§ WHAT THIS TASK INVOLVES
Below are some entries; write out each one of them exactly.

Stored items:

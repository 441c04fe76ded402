use thiserror::Error;

#[derive(Debug, Error)]
pub enum Error {
    #[error("database error: {0}")]
    Database(#[from] rusqlite::Error),

    #[error("invalid json: {0}")]
    Json(#[from] serde_json::Error),

    #[error("io error: {0}")]
    Io(#[from] std::io::Error),

    #[error("invalid configuration: {0}")]
    Config(String),

    /// Malformed input or a uniqueness violation.
    #[error("validation failed: {0}")]
    Validation(String),

    /// The entity is absent or belongs to another organization.
    #[error("{0} not found")]
    NotFound(String),

    /// A reparent would make a node its own ancestor.
    #[error("cycle detected: {0}")]
    Cycle(String),

    /// Lost a race against a concurrent writer.
    #[error("conflict: {0}")]
    Conflict(String),
}

impl Error {
    pub fn not_found(entity: &str, id: &str) -> Self {
        Error::NotFound(format!("{entity} '{id}'"))
    }

    pub fn validation(message: impl Into<String>) -> Self {
        Error::Validation(message.into())
    }
}

pub type Result<T> = std::result::Result<T, Error>;
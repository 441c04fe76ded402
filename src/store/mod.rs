mod schema;
mod sqlite;

pub use sqlite::SqliteStore;

use chrono::{DateTime, Utc};

use crate::error::Result;
use crate::types::*;

/// Store defines the database interface.
///
/// Every mutating method is one transaction: the invariant checks it performs
/// (organization match, sibling-name and slug uniqueness, acyclicity, version
/// assignment) see the same snapshot the write commits against.
pub trait Store: Send + Sync {
    fn initialize(&self) -> Result<()>;

    // Identity references, synced from the authentication service
    fn register_organization(&self, org: &Organization) -> Result<()>;
    fn get_organization(&self, id: &str) -> Result<Option<Organization>>;
    fn delete_organization(&self, id: &str) -> Result<bool>;
    fn register_user(&self, user: &User) -> Result<()>;
    fn get_user(&self, id: &str) -> Result<Option<User>>;
    fn delete_user(&self, id: &str) -> Result<bool>;

    // Folder operations (parent pointer hierarchy)
    fn create_folder(&self, folder: &Folder) -> Result<()>;
    fn get_folder(&self, id: &str) -> Result<Option<Folder>>;
    fn list_folders(&self, organization_id: &str, parent_id: Option<&str>) -> Result<Vec<Folder>>;
    /// Ancestors of a folder, root first, excluding the folder itself.
    fn list_folder_ancestors(&self, id: &str) -> Result<Vec<Folder>>;
    fn update_folder(&self, id: &str, patch: &FolderPatch, stamp: &Stamp) -> Result<Folder>;
    /// Deletes the folder subtree and unfiles every page inside it.
    fn delete_folder(&self, id: &str, at: DateTime<Utc>) -> Result<FolderRemoval>;

    // Page operations
    fn create_page(&self, page: &Page) -> Result<()>;
    fn get_page(&self, id: &str) -> Result<Option<Page>>;
    fn get_page_by_slug(&self, organization_id: &str, slug: &str) -> Result<Option<Page>>;
    fn list_pages(&self, query: &PageQuery) -> Result<Vec<Page>>;
    fn list_child_pages(&self, id: &str) -> Result<Vec<Page>>;
    fn update_page(&self, id: &str, patch: &PagePatch, stamp: &Stamp) -> Result<Page>;
    /// Sets `published_at` unless it is already set.
    fn publish_page(&self, id: &str, stamp: &Stamp) -> Result<Page>;
    /// Deletes the page subtree together with every revision in it.
    fn delete_page(&self, id: &str) -> Result<PageRemoval>;

    // Revision operations (append-only)
    /// Snapshots the live page as version max + 1.
    fn create_revision(&self, page_id: &str, revision_id: &str, stamp: &Stamp)
    -> Result<PageRevision>;
    fn get_revision(&self, id: &str) -> Result<Option<PageRevision>>;
    /// Revisions with `version > after_version`, ascending, at most `limit`.
    fn list_revisions(&self, page_id: &str, after_version: i64, limit: usize)
    -> Result<Vec<PageRevision>>;
    /// Snapshots the live page as `backup_id`, then overwrites it with the
    /// revision's content.
    fn restore_revision(
        &self,
        revision_id: &str,
        backup_id: &str,
        stamp: &Stamp,
    ) -> Result<(Page, PageRevision)>;
}
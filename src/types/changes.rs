use chrono::{DateTime, Utc};
use serde::Serialize;

use super::{ContentBlock, Properties};

/// Who made a change and when. Every mutation refreshes `updated_at` from it.
#[derive(Debug, Clone)]
pub struct Stamp {
    pub user_id: Option<String>,
    pub at: DateTime<Utc>,
}

impl Stamp {
    #[must_use]
    pub fn now(user_id: Option<&str>) -> Self {
        Self {
            user_id: user_id.map(str::to_string),
            at: Utc::now(),
        }
    }
}

#[derive(Debug, Clone, Default)]
pub struct NewFolder {
    pub organization_id: String,
    pub parent_folder_id: Option<String>,
    pub name: String,
    pub description: Option<String>,
    pub icon: Option<String>,
    pub position: Option<i64>,
    pub created_by_id: Option<String>,
}

/// Field-level folder update. `None` leaves a field untouched; for nullable
/// columns `Some(None)` clears it.
#[derive(Debug, Clone, Default)]
pub struct FolderPatch {
    pub name: Option<String>,
    pub description: Option<Option<String>>,
    pub icon: Option<Option<String>>,
    pub position: Option<i64>,
    pub parent_folder_id: Option<Option<String>>,
    pub is_archived: Option<bool>,
}

#[derive(Debug, Clone, Default)]
pub struct NewPage {
    pub organization_id: String,
    pub folder_id: Option<String>,
    pub parent_page_id: Option<String>,
    pub title: String,
    pub slug: Option<String>,
    pub icon: Option<String>,
    pub cover_image: Option<String>,
    pub summary: Option<String>,
    pub content: Option<Vec<ContentBlock>>,
    pub properties: Option<Properties>,
    pub position: Option<i64>,
    pub created_by_id: Option<String>,
}

/// Field-level page update, same conventions as [`FolderPatch`].
#[derive(Debug, Clone, Default)]
pub struct PagePatch {
    pub title: Option<String>,
    pub slug: Option<Option<String>>,
    pub icon: Option<Option<String>>,
    pub cover_image: Option<Option<String>>,
    pub summary: Option<Option<String>>,
    pub content: Option<Vec<ContentBlock>>,
    pub properties: Option<Properties>,
    pub folder_id: Option<Option<String>>,
    pub parent_page_id: Option<Option<String>>,
    pub position: Option<i64>,
    pub is_archived: Option<bool>,
    pub is_favorite: Option<bool>,
}

impl PagePatch {
    #[must_use]
    pub fn is_empty(&self) -> bool {
        self.title.is_none()
            && self.slug.is_none()
            && self.icon.is_none()
            && self.cover_image.is_none()
            && self.summary.is_none()
            && self.content.is_none()
            && self.properties.is_none()
            && self.folder_id.is_none()
            && self.parent_page_id.is_none()
            && self.position.is_none()
            && self.is_archived.is_none()
            && self.is_favorite.is_none()
    }
}

/// Filter for listing pages. `folder_id` / `parent_page_id` narrow to direct
/// members when set.
#[derive(Debug, Clone, Default)]
pub struct PageQuery {
    pub organization_id: String,
    pub folder_id: Option<String>,
    pub parent_page_id: Option<String>,
    pub include_archived: bool,
    pub favorites_only: bool,
}

impl PageQuery {
    pub fn new(organization_id: impl Into<String>) -> Self {
        Self {
            organization_id: organization_id.into(),
            ..Self::default()
        }
    }
}

#[derive(Debug, Clone, Copy, PartialEq, Eq, Serialize)]
pub struct FolderRemoval {
    pub folders_deleted: usize,
    pub pages_unfiled: usize,
}

#[derive(Debug, Clone, Copy, PartialEq, Eq, Serialize)]
pub struct PageRemoval {
    pub pages_deleted: usize,
    pub revisions_deleted: usize,
}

§ RESULT
repository 441c04fe76ded402
use thiserror::Error;

#[derive(Debug, Error)]
pub enum Error {
    #[error("database error: {0}")]
    Database(#[from] rusqlite::Error),

    #[error("invalid json: {0}")]
    Json(#[from] serde_json::Error),

    #[error("io error: {0}")]
    Io(#[from] std::io::Error),

    #[error("invalid configuration: {0}")]
    Config(String),

    /// Malformed input or a uniqueness violation.
    #[error("validation failed: {0}")]
    Validation(String),

    /// The entity is absent or belongs to another organization.
    #[error("{0} not found")]
    NotFound(String),

    /// A reparent would make a node its own ancestor.
    #[error("cycle detected: {0}")]
    Cycle(String),

    /// Lost a race against a concurrent writer.
    #[error("conflict: {0}")]
    Conflict(String),
}

impl Error {
    pub fn not_found(entity: &str, id: &str) -> Self {
        Error::NotFound(format!("{entity} '{id}'"))
    }

    pub fn validation(message: impl Into<String>) -> Self {
        Error::Validation(message.into())
    }
}

pub type Result<T> = std::result::Result<T, Error>;
repository 441c04fe76ded402
filename src/store/mod.rs
mod schema;
mod sqlite;

pub use sqlite::SqliteStore;

use chrono::{DateTime, Utc};

use crate::error::Result;
use crate::types::*;

/// Store defines the database interface.
///
/// Every mutating method is one transaction: the invariant checks it performs
/// (organization match, sibling-name and slug uniqueness, acyclicity, version
/// assignment) see the same snapshot the write commits against.
pub trait Store: Send + Sync {
    fn initialize(&self) -> Result<()>;

    // Identity references, synced from the authentication service
    fn register_organization(&self, org: &Organization) -> Result<()>;
    fn get_organization(&self, id: &str) -> Result<Option<Organization>>;
    fn delete_organization(&self, id: &str) -> Result<bool>;
    fn register_user(&self, user: &User) -> Result<()>;
    fn get_user(&self, id: &str) -> Result<Option<User>>;
    fn delete_user(&self, id: &str) -> Result<bool>;

    // Folder operations (parent pointer hierarchy)
    fn create_folder(&self, folder: &Folder) -> Result<()>;
    fn get_folder(&self, id: &str) -> Result<Option<Folder>>;
    fn list_folders(&self, organization_id: &str, parent_id: Option<&str>) -> Result<Vec<Folder>>;
    /// Ancestors of a folder, root first, excluding the folder itself.
    fn list_folder_ancestors(&self, id: &str) -> Result<Vec<Folder>>;
    fn update_folder(&self, id: &str, patch: &FolderPatch, stamp: &Stamp) -> Result<Folder>;
    /// Deletes the folder subtree and unfiles every page inside it.
    fn delete_folder(&self, id: &str, at: DateTime<Utc>) -> Result<FolderRemoval>;

    // Page operations
    fn create_page(&self, page: &Page) -> Result<()>;
    fn get_page(&self, id: &str) -> Result<Option<Page>>;
    fn get_page_by_slug(&self, organization_id: &str, slug: &str) -> Result<Option<Page>>;
    fn list_pages(&self, query: &PageQuery) -> Result<Vec<Page>>;
    fn list_child_pages(&self, id: &str) -> Result<Vec<Page>>;
    fn update_page(&self, id: &str, patch: &PagePatch, stamp: &Stamp) -> Result<Page>;
    /// Sets `published_at` unless it is already set.
    fn publish_page(&self, id: &str, stamp: &Stamp) -> Result<Page>;
    /// Deletes the page subtree together with every revision in it.
    fn delete_page(&self, id: &str) -> Result<PageRemoval>;

    // Revision operations (append-only)
    /// Snapshots the live page as version max + 1.
    fn create_revision(&self, page_id: &str, revision_id: &str, stamp: &Stamp)
    -> Result<PageRevision>;
    fn get_revision(&self, id: &str) -> Result<Option<PageRevision>>;
    /// Revisions with `version > after_version`, ascending, at most `limit`.
    fn list_revisions(&self, page_id: &str, after_version: i64, limit: usize)
    -> Result<Vec<PageRevision>>;
    /// Snapshots the live page as `backup_id`, then overwrites it with the
    /// revision's content.
    fn restore_revision(
        &self,
        revision_id: &str,
        backup_id: &str,
        stamp: &Stamp,
    ) -> Result<(Page, PageRevision)>;
}
filename src/types/changes.rs
use chrono::{DateTime, Utc};
use serde::Serialize;

use super::{ContentBlock, Properties};

/// Who made a change and when. Every mutation refreshes `updated_at` from it.
#[derive(Debug, Clone)]
pub struct Stamp {
    pub user_id: Option<String>,
    pub at: DateTime<Utc>,
}

impl Stamp {
    #[must_use]
    pub fn now(user_id: Option<&str>) -> Self {
        Self {
            user_id: user_id.map(str::to_string),
            at: Utc::now(),
        }
    }
}

#[derive(Debug, Clone, Default)]
pub struct NewFolder {
    pub organization_id: String,
    pub parent_folder_id: Option<String>,
    pub name: String,
    pub description: Option<String>,
    pub icon: Option<String>,
    pub position: Option<i64>,
    pub created_by_id: Option<String>,
}

/// Field-level folder update. `None` leaves a field untouched; for nullable
/// columns `Some(None)` clears it.
#[derive(Debug, Clone, Default)]
pub struct FolderPatch {
    pub name: Option<String>,
    pub description: Option<Option<String>>,
    pub icon: Option<Option<String>>,
    pub position: Option<i64>,
    pub parent_folder_id: Option<Option<String>>,
    pub is_archived: Option<bool>,
}

#[derive(Debug, Clone, Default)]
pub struct NewPage {
    pub organization_id: String,
    pub folder_id: Option<String>,
    pub parent_page_id: Option<String>,
    pub title: String,
    pub slug: Option<String>,
    pub icon: Option<String>,
    pub cover_image: Option<String>,
    pub summary: Option<String>,
    pub content: Option<Vec<ContentBlock>>,
    pub properties: Option<Properties>,
    pub position: Option<i64>,
    pub created_by_id: Option<String>,
}

/// Field-level page update, same conventions as [`FolderPatch`].
#[derive(Debug, Clone, Default)]
pub struct PagePatch {
    pub title: Option<String>,
    pub slug: Option<Option<String>>,
    pub icon: Option<Option<String>>,
    pub cover_image: Option<Option<String>>,
    pub summary: Option<Option<String>>,
    pub content: Option<Vec<ContentBlock>>,
    pub properties: Option<Properties>,
    pub folder_id: Option<Option<String>>,
    pub parent_page_id: Option<Option<String>>,
    pub position: Option<i64>,
    pub is_archived: Option<bool>,
    pub is_favorite: Option<bool>,
}

impl PagePatch {
    #[must_use]
    pub fn is_empty(&self) -> bool {
        self.title.is_none()
            && self.slug.is_none()
            && self.icon.is_none()
            && self.cover_image.is_none()
            && self.summary.is_none()
            && self.content.is_none()
            && self.properties.is_none()
            && self.folder_id.is_none()
            && self.parent_page_id.is_none()
            && self.position.is_none()
            && self.is_archived.is_none()
            && self.is_favorite.is_none()
    }
}

/// Filter for listing pages. `folder_id` / `parent_page_id` narrow to direct
/// members when set.
#[derive(Debug, Clone, Default)]
pub struct PageQuery {
    pub organization_id: String,
    pub folder_id: Option<String>,
    pub parent_page_id: Option<String>,
    pub include_archived: bool,
    pub favorites_only: bool,
}

impl PageQuery {
    pub fn new(organization_id: impl Into<String>) -> Self {
        Self {
            organization_id: organization_id.into(),
            ..Self::default()
        }
    }
}

#[derive(Debug, Clone, Copy, PartialEq, Eq, Serialize)]
pub struct FolderRemoval {
    pub folders_deleted: usize,
    pub pages_unfiled: usize,
}

#[derive(Debug, Clone, Copy, PartialEq, Eq, Serialize)]
pub struct PageRemoval {
    pub pages_deleted: usize,
    pub revisions_deleted: usize,
}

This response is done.